I recently came across a technique in the Python decorator library's memoized decorator which allows it to support instance methods:

import collections
import functools


class memoized(object):
    '''Decorator. Caches a function's return value each time it is called.
    If called later with the same arguments, the cached value is returned
    (not reevaluated).
    '''
    def __init__(self, func):
        self.func = func
        self.cache = {}

    def __call__(self, *args):
        if not isinstance(args, collections.Hashable):
        # uncacheable. a list, for instance.
        # better to not cache than blow up.
            return self.func(*args)
        if args in self.cache:
            return self.cache[args]
        else:
            value = self.func(*args)
            self.cache[args] = value
            return value

    def __repr__(self):
        '''Return the function's docstring.'''
        return self.func.__doc__

    def __get__(self, obj, objtype):
        '''Support instance methods.'''
        return functools.partial(self.__call__, obj)

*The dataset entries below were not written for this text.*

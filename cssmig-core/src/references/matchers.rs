//! Regex-backed reference matchers.

use std::sync::OnceLock;

use regex::{Captures, Regex};

use super::{ClassSpan, MatchKind, ReferenceMatcher};
use crate::css::extract::is_class_byte;

/// How the captured value is turned into class-name tokens.
#[derive(Debug, Clone, Copy, PartialEq, Eq)]
pub enum MatchMode {
    /// Whitespace-separated class list (`"btn primary"`).
    Words,
    /// Quoted string literals inside an argument list, each a class list.
    QuotedWords,
    /// A CSS selector; every `.name` is a token.
    SelectorClasses,
    /// The value is a single class name.
    Whole,
}

/// A matcher owning one compiled pattern.
///
/// The value is the last capture group that participated in the match.
#[derive(Debug, Clone)]
pub struct RegexMatcher {
    kind: MatchKind,
    priority: u8,
    regex: &'static Regex,
    mode: MatchMode,
}

impl RegexMatcher {
    pub fn new(kind: MatchKind, regex: &'static Regex, mode: MatchMode) -> Self {
        Self {
            kind,
            priority: kind.priority(),
            regex,
            mode,
        }
    }

    fn value_spans(&self, caps: &Captures<'_>) -> Vec<(usize, usize)> {
        let Some(value) = caps.iter().skip(1).flatten().last() else {
            return Vec::new();
        };
        let base = value.start();
        let local = match self.mode {
            MatchMode::Words => word_spans(value.as_str()),
            MatchMode::QuotedWords => quoted_word_spans(value.as_str()),
            MatchMode::SelectorClasses => selector_class_spans(value.as_str()),
            MatchMode::Whole => vec![(0, value.as_str().len())],
        };
        local
            .into_iter()
            .filter(|&(s, e)| is_class_name(&value.as_str()[s..e]))
            .map(|(s, e)| (base + s, base + e))
            .collect()
    }
}

impl ReferenceMatcher for RegexMatcher {
    fn kind(&self) -> MatchKind {
        self.kind
    }

    fn priority(&self) -> u8 {
        self.priority
    }

    fn find_spans(&self, text: &str) -> Vec<ClassSpan> {
        let mut spans = Vec::new();
        for caps in self.regex.captures_iter(text) {
            let Some(whole) = caps.get(0) else { continue };
            for (start, end) in self.value_spans(&caps) {
                spans.push(ClassSpan {
                    start,
                    end,
                    context_start: whole.start(),
                    context_end: whole.end(),
                });
            }
        }
        spans
    }
}

/// The nine built-in categories, highest priority first.
pub fn default_matchers() -> Vec<Box<dyn ReferenceMatcher>> {
    vec![
        Box::new(RegexMatcher::new(
            MatchKind::ClassAttribute,
            regex_class_attribute(),
            MatchMode::Words,
        )),
        Box::new(RegexMatcher::new(
            MatchKind::ClassExpression,
            regex_class_expression(),
            MatchMode::Words,
        )),
        Box::new(RegexMatcher::new(
            MatchKind::ClassList,
            regex_class_list(),
            MatchMode::QuotedWords,
        )),
        Box::new(RegexMatcher::new(
            MatchKind::QuerySelector,
            regex_query_selector(),
            MatchMode::SelectorClasses,
        )),
        Box::new(RegexMatcher::new(
            MatchKind::ElementsByClassName,
            regex_elements_by_class_name(),
            MatchMode::Words,
        )),
        Box::new(RegexMatcher::new(
            MatchKind::ClassVariable,
            regex_class_variable(),
            MatchMode::Words,
        )),
        Box::new(RegexMatcher::new(
            MatchKind::SelectorMethod,
            regex_selector_method(),
            MatchMode::SelectorClasses,
        )),
        Box::new(RegexMatcher::new(
            MatchKind::ClassNameProperty,
            regex_class_name_property(),
            MatchMode::Words,
        )),
        Box::new(RegexMatcher::new(
            MatchKind::SelectorString,
            regex_selector_string(),
            MatchMode::Whole,
        )),
    ]
}

fn regex(pattern: &str) -> Regex {
    Regex::new(pattern).expect("valid regex literal")
}

fn regex_class_attribute() -> &'static Regex {
    static RE: OnceLock<Regex> = OnceLock::new();
    RE.get_or_init(|| regex(r#"\b(?:class|className)\s*=\s*(?:"([^"]*)"|'([^']*)')"#))
}

fn regex_class_expression() -> &'static Regex {
    static RE: OnceLock<Regex> = OnceLock::new();
    RE.get_or_init(|| {
        regex(r#"\b(?:class|className)\s*=\s*\{\s*(?:"([^"]*)"|'([^']*)'|`([^`]*)`)"#)
    })
}

fn regex_class_list() -> &'static Regex {
    static RE: OnceLock<Regex> = OnceLock::new();
    RE.get_or_init(|| {
        regex(
            r#"classList\.(?:add|remove|toggle|contains|replace)\(\s*((?:(?:"[^"]*"|'[^']*')\s*,?\s*)+)"#,
        )
    })
}

fn regex_query_selector() -> &'static Regex {
    static RE: OnceLock<Regex> = OnceLock::new();
    RE.get_or_init(|| {
        regex(r#"querySelector(?:All)?\(\s*(?:"([^"]*)"|'([^']*)'|`([^`]*)`)"#)
    })
}

fn regex_elements_by_class_name() -> &'static Regex {
    static RE: OnceLock<Regex> = OnceLock::new();
    RE.get_or_init(|| regex(r#"getElementsByClassName\(\s*(?:"([^"]*)"|'([^']*)')"#))
}

fn regex_class_variable() -> &'static Regex {
    static RE: OnceLock<Regex> = OnceLock::new();
    RE.get_or_init(|| {
        regex(r#"\b(?:className|cssClass|klass|cls)\s*=\s*(?:"([^"]*)"|'([^']*)')"#)
    })
}

fn regex_selector_method() -> &'static Regex {
    static RE: OnceLock<Regex> = OnceLock::new();
    RE.get_or_init(|| {
        regex(r#"\b(?:matchesSelector|matches|closest)\(\s*(?:"([^"]*)"|'([^']*)')"#)
    })
}

fn regex_class_name_property() -> &'static Regex {
    static RE: OnceLock<Regex> = OnceLock::new();
    RE.get_or_init(|| regex(r#"\.className\s*=\s*(?:"([^"]*)"|'([^']*)')"#))
}

fn regex_selector_string() -> &'static Regex {
    static RE: OnceLock<Regex> = OnceLock::new();
    RE.get_or_init(|| regex(r#"(?:"\.([A-Za-z0-9_-]+)"|'\.([A-Za-z0-9_-]+)')"#))
}

pub(crate) fn is_class_name(token: &str) -> bool {
    !token.is_empty() && token.bytes().all(is_class_byte)
}

/// Byte ranges of whitespace-separated words.
pub(crate) fn word_spans(s: &str) -> Vec<(usize, usize)> {
    let mut spans = Vec::new();
    let mut start = None;
    for (i, b) in s.bytes().enumerate() {
        match (b.is_ascii_whitespace(), start) {
            (true, Some(st)) => {
                spans.push((st, i));
                start = None;
            }
            (false, None) => start = Some(i),
            _ => {}
        }
    }
    if let Some(st) = start {
        spans.push((st, s.len()));
    }
    spans
}

/// Word ranges inside every `"…"` / `'…'` literal of `s`.
fn quoted_word_spans(s: &str) -> Vec<(usize, usize)> {
    let bytes = s.as_bytes();
    let mut spans = Vec::new();
    let mut i = 0;
    while i < bytes.len() {
        let quote = bytes[i];
        if quote != b'"' && quote != b'\'' {
            i += 1;
            continue;
        }
        let open = i + 1;
        let Some(rel) = bytes[open..].iter().position(|&b| b == quote) else {
            break;
        };
        let close = open + rel;
        spans.extend(
            word_spans(&s[open..close])
                .into_iter()
                .map(|(a, b)| (open + a, open + b)),
        );
        i = close + 1;
    }
    spans
}

/// Ranges of class names following `.` in a selector. A name running into a
/// `${` interpolation is only part of a class and is left out.
fn selector_class_spans(s: &str) -> Vec<(usize, usize)> {
    let bytes = s.as_bytes();
    let mut spans = Vec::new();
    let mut i = 0;
    while i < bytes.len() {
        match bytes[i] {
            b'[' => {
                i = bytes[i..]
                    .iter()
                    .position(|&b| b == b']')
                    .map_or(bytes.len(), |rel| i + rel + 1);
            }
            b'.' => {
                let start = i + 1;
                let len = bytes[start..].iter().take_while(|&&b| is_class_byte(b)).count();
                let end = start + len;
                if len > 0 && bytes.get(end) != Some(&b'$') {
                    spans.push((start, end));
                }
                i = end;
            }
            _ => i += 1,
        }
    }
    spans
}

#[cfg(test)]
mod tests {
    use super::*;

    fn tokens(matcher: &RegexMatcher, text: &str) -> Vec<String> {
        matcher
            .find_spans(text)
            .into_iter()
            .map(|s| text[s.start..s.end].to_string())
            .collect()
    }

    fn matcher(kind: MatchKind) -> RegexMatcher {
        let (regex, mode) = match kind {
            MatchKind::ClassAttribute => (regex_class_attribute(), MatchMode::Words),
            MatchKind::ClassExpression => (regex_class_expression(), MatchMode::Words),
            MatchKind::ClassList => (regex_class_list(), MatchMode::QuotedWords),
            MatchKind::QuerySelector => (regex_query_selector(), MatchMode::SelectorClasses),
            MatchKind::ElementsByClassName => (regex_elements_by_class_name(), MatchMode::Words),
            MatchKind::ClassVariable => (regex_class_variable(), MatchMode::Words),
            MatchKind::SelectorMethod => (regex_selector_method(), MatchMode::SelectorClasses),
            MatchKind::ClassNameProperty => (regex_class_name_property(), MatchMode::Words),
            MatchKind::SelectorString => (regex_selector_string(), MatchMode::Whole),
        };
        RegexMatcher::new(kind, regex, mode)
    }

    #[test]
    fn test_class_attribute_words() {
        let m = matcher(MatchKind::ClassAttribute);
        assert_eq!(tokens(&m, r#"<div class="btn primary">"#), vec!["btn", "primary"]);
        assert_eq!(tokens(&m, r#"<a className='nav-link'>"#), vec!["nav-link"]);
    }

    #[test]
    fn test_class_expression_template_literal() {
        let m = matcher(MatchKind::ClassExpression);
        assert_eq!(
            tokens(&m, "<div className={`card ${open ? 'is-open' : ''}`}>"),
            vec!["card"]
        );
        assert_eq!(tokens(&m, r#"<div className={"a b"}>"#), vec!["a", "b"]);
    }

    #[test]
    fn test_class_list_arguments() {
        let m = matcher(MatchKind::ClassList);
        assert_eq!(
            tokens(&m, r#"el.classList.replace("old-a", 'new-b');"#),
            vec!["old-a", "new-b"]
        );
    }

    #[test]
    fn test_query_selector_classes() {
        let m = matcher(MatchKind::QuerySelector);
        assert_eq!(
            tokens(&m, r#"document.querySelectorAll(".list > .list-item:hover")"#),
            vec!["list", "list-item"]
        );
    }

    #[test]
    fn test_query_selector_skips_interpolated_names() {
        let m = matcher(MatchKind::QuerySelector);
        assert_eq!(
            tokens(&m, "document.querySelector(`.btn${size} .card`)"),
            vec!["card"]
        );
        assert!(tokens(&m, "el.querySelectorAll(`.${prefix}-item`)").is_empty());
    }

    #[test]
    fn test_selector_method_and_string() {
        let m = matcher(MatchKind::SelectorMethod);
        assert_eq!(tokens(&m, r#"el.closest('.modal')"#), vec!["modal"]);
        let m = matcher(MatchKind::SelectorString);
        assert_eq!(tokens(&m, r#"const sel = '.tab-pane';"#), vec!["tab-pane"]);
    }

    #[test]
    fn test_alias_variable_and_property() {
        let m = matcher(MatchKind::ClassVariable);
        assert_eq!(tokens(&m, r#"const cls = "a b";"#), vec!["a", "b"]);
        let m = matcher(MatchKind::ClassNameProperty);
        assert_eq!(tokens(&m, r#"node.className = 'x';"#), vec!["x"]);
    }

    #[test]
    fn test_last_participating_group() {
        // single-quoted value lives in the second group
        let m = matcher(MatchKind::ElementsByClassName);
        assert_eq!(tokens(&m, "getElementsByClassName('row')"), vec!["row"]);
    }

    #[test]
    fn test_word_spans() {
        assert_eq!(word_spans("  a bc\td "), vec![(2, 3), (4, 6), (7, 8)]);
        assert!(word_spans("   ").is_empty());
    }

    #[test]
    fn test_non_class_tokens_dropped() {
        let m = matcher(MatchKind::ClassAttribute);
        assert_eq!(tokens(&m, r#"<p class="{{dyn}} ok">"#), vec!["ok"]);
    }

    #[test]
    fn test_default_matchers_cover_every_kind_in_order() {
        let kinds: Vec<MatchKind> = default_matchers().iter().map(|m| m.kind()).collect();
        let mut sorted = kinds.clone();
        sorted.sort();
        assert_eq!(kinds, sorted);
        assert_eq!(kinds.len(), 9);
    }
}
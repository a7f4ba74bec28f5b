//! Duplicate declaration-set detection.
//!
//! Two classes are duplicates iff their declaration sets are exactly equal as
//! raw strings. `color: red` and `color:red` are different declarations.

use std::collections::BTreeMap;

use serde::Serialize;
use sha2::{Digest, Sha256};

use crate::model::DeclarationModel;

/// Number of hash characters shown in the CSV `duplicate_group` column.
pub const SHORT_HASH_LEN: usize = 8;

/// Classes sharing one canonical declaration set.
#[derive(Debug, Clone, PartialEq, Eq, Serialize)]
pub struct DuplicateGroup {
    pub hash: String,
    /// Sorted class names, always at least two.
    pub classes: Vec<String>,
}

impl DuplicateGroup {
    pub fn short_hash(&self) -> &str {
        &self.hash[..SHORT_HASH_LEN.min(self.hash.len())]
    }
}

/// SHA-256 over the sorted declarations, NUL-separated.
///
/// The separator keeps `{"a", "bc"}` and `{"ab", "c"}` apart.
pub fn declaration_hash<I, S>(declarations: I) -> String
where
    I: IntoIterator<Item = S>,
    S: AsRef<str>,
{
    let mut sorted: Vec<S> = declarations.into_iter().collect();
    sorted.sort_by(|a, b| a.as_ref().cmp(b.as_ref()));

    let mut sha = Sha256::new();
    for (i, decl) in sorted.iter().enumerate() {
        if i > 0 {
            sha.update([0u8]);
        }
        sha.update(decl.as_ref().as_bytes());
    }
    format!("{:x}", sha.finalize())
}

/// Group classes by declaration hash, keeping groups of two or more.
///
/// Groups are ordered by hash; classes inside a group by name.
pub fn find_duplicates(model: &DeclarationModel) -> Vec<DuplicateGroup> {
    let mut by_hash: BTreeMap<String, Vec<String>> = BTreeMap::new();
    for record in model.records() {
        by_hash
            .entry(declaration_hash(&record.declarations))
            .or_default()
            .push(record.name.clone());
    }

    by_hash
        .into_iter()
        .filter(|(_, classes)| classes.len() >= 2)
        .map(|(hash, mut classes)| {
            classes.sort();
            DuplicateGroup { hash, classes }
        })
        .collect()
}

/// Hash → class list, the shape persisted as the duplicates JSON.
pub fn duplicates_document(groups: &[DuplicateGroup]) -> BTreeMap<String, Vec<String>> {
    groups
        .iter()
        .map(|g| (g.hash.clone(), g.classes.clone()))
        .collect()
}

/// Lookup from class name to its duplicate group.
pub fn group_index(groups: &[DuplicateGroup]) -> BTreeMap<&str, &DuplicateGroup> {
    groups
        .iter()
        .flat_map(|g| g.classes.iter().map(move |c| (c.as_str(), g)))
        .collect()
}

#[cfg(test)]
mod tests {
    use super::*;

    #[test]
    fn test_order_independent_sets_grouped() {
        let mut model = DeclarationModel::new();
        model.record_css_match("a", ["color: red", "margin: 0"], "x.css", ".a");
        model.record_css_match("b", ["margin: 0", "color: red"], "x.css", ".b");

        let groups = find_duplicates(&model);
        assert_eq!(groups.len(), 1);
        assert_eq!(groups[0].classes, vec!["a", "b"]);
    }

    #[test]
    fn test_raw_string_difference_not_grouped() {
        let mut model = DeclarationModel::new();
        model.record_css_match("a", ["color: red"], "x.css", ".a");
        model.record_css_match("b", ["color:red"], "x.css", ".b");

        assert!(find_duplicates(&model).is_empty());
    }

    #[test]
    fn test_singletons_not_reported() {
        let mut model = DeclarationModel::new();
        model.record_css_match("only", ["color: red"], "x.css", ".only");
        assert!(find_duplicates(&model).is_empty());
    }

    #[test]
    fn test_empty_declaration_sets_group() {
        let mut model = DeclarationModel::new();
        model.record_css_match("a", Vec::<String>::new(), "x.css", ".a");
        model.record_css_match("b", Vec::<String>::new(), "x.css", ".b");
        assert_eq!(find_duplicates(&model).len(), 1);
    }

    #[test]
    fn test_separator_prevents_concatenation_collisions() {
        assert_ne!(declaration_hash(["a", "bc"]), declaration_hash(["ab", "c"]));
    }

    #[test]
    fn test_hash_is_stable_hex() {
        let hash = declaration_hash(["color: red"]);
        assert_eq!(hash.len(), 64);
        assert!(hash.chars().all(|c| c.is_ascii_hexdigit()));
        assert_eq!(hash, declaration_hash(vec!["color: red".to_string()]));
    }

    #[test]
    fn test_group_index_and_document() {
        let mut model = DeclarationModel::new();
        model.record_css_match("a", ["x: 1"], "x.css", ".a");
        model.record_css_match("b", ["x: 1"], "x.css", ".b");
        let groups = find_duplicates(&model);

        let index = group_index(&groups);
        assert_eq!(index["a"].short_hash().len(), SHORT_HASH_LEN);
        let doc = duplicates_document(&groups);
        assert_eq!(doc.values().next().unwrap(), &vec!["a".to_string(), "b".to_string()]);
    }
}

The __get__ method is, as explained in the doc string, where the 'magic happens' to make the decorator support instance methods. Here are some tests showing that it works:

import pytest

def test_memoized_function():
    @memoized
    def fibonacci(n):
        "Return the nth fibonacci number."
        if n in (0, 1):
            return n
        return fibonacci(n-1) + fibonacci(n-2)

    assert fibonacci(12) == 144

def test_memoized_instance_method():
    class Dummy(object):
        @memoized
        def fibonacci(self, n):
            "Return the nth fibonacci number."
            if n in (0, 1):
                return n
            return self.fibonacci(n-1) + self.fibonacci(n-2)            

    assert Dummy().fibonacci(12) == 144

if __name__ == "__main__":
    pytest.main([__file__])

What I'm trying to understand is: how does this technique work exactly? It seems to be quite generally applicable to class-based decorators, and I applied it in my answer to Is it possible to numpy.vectorize an instance method?.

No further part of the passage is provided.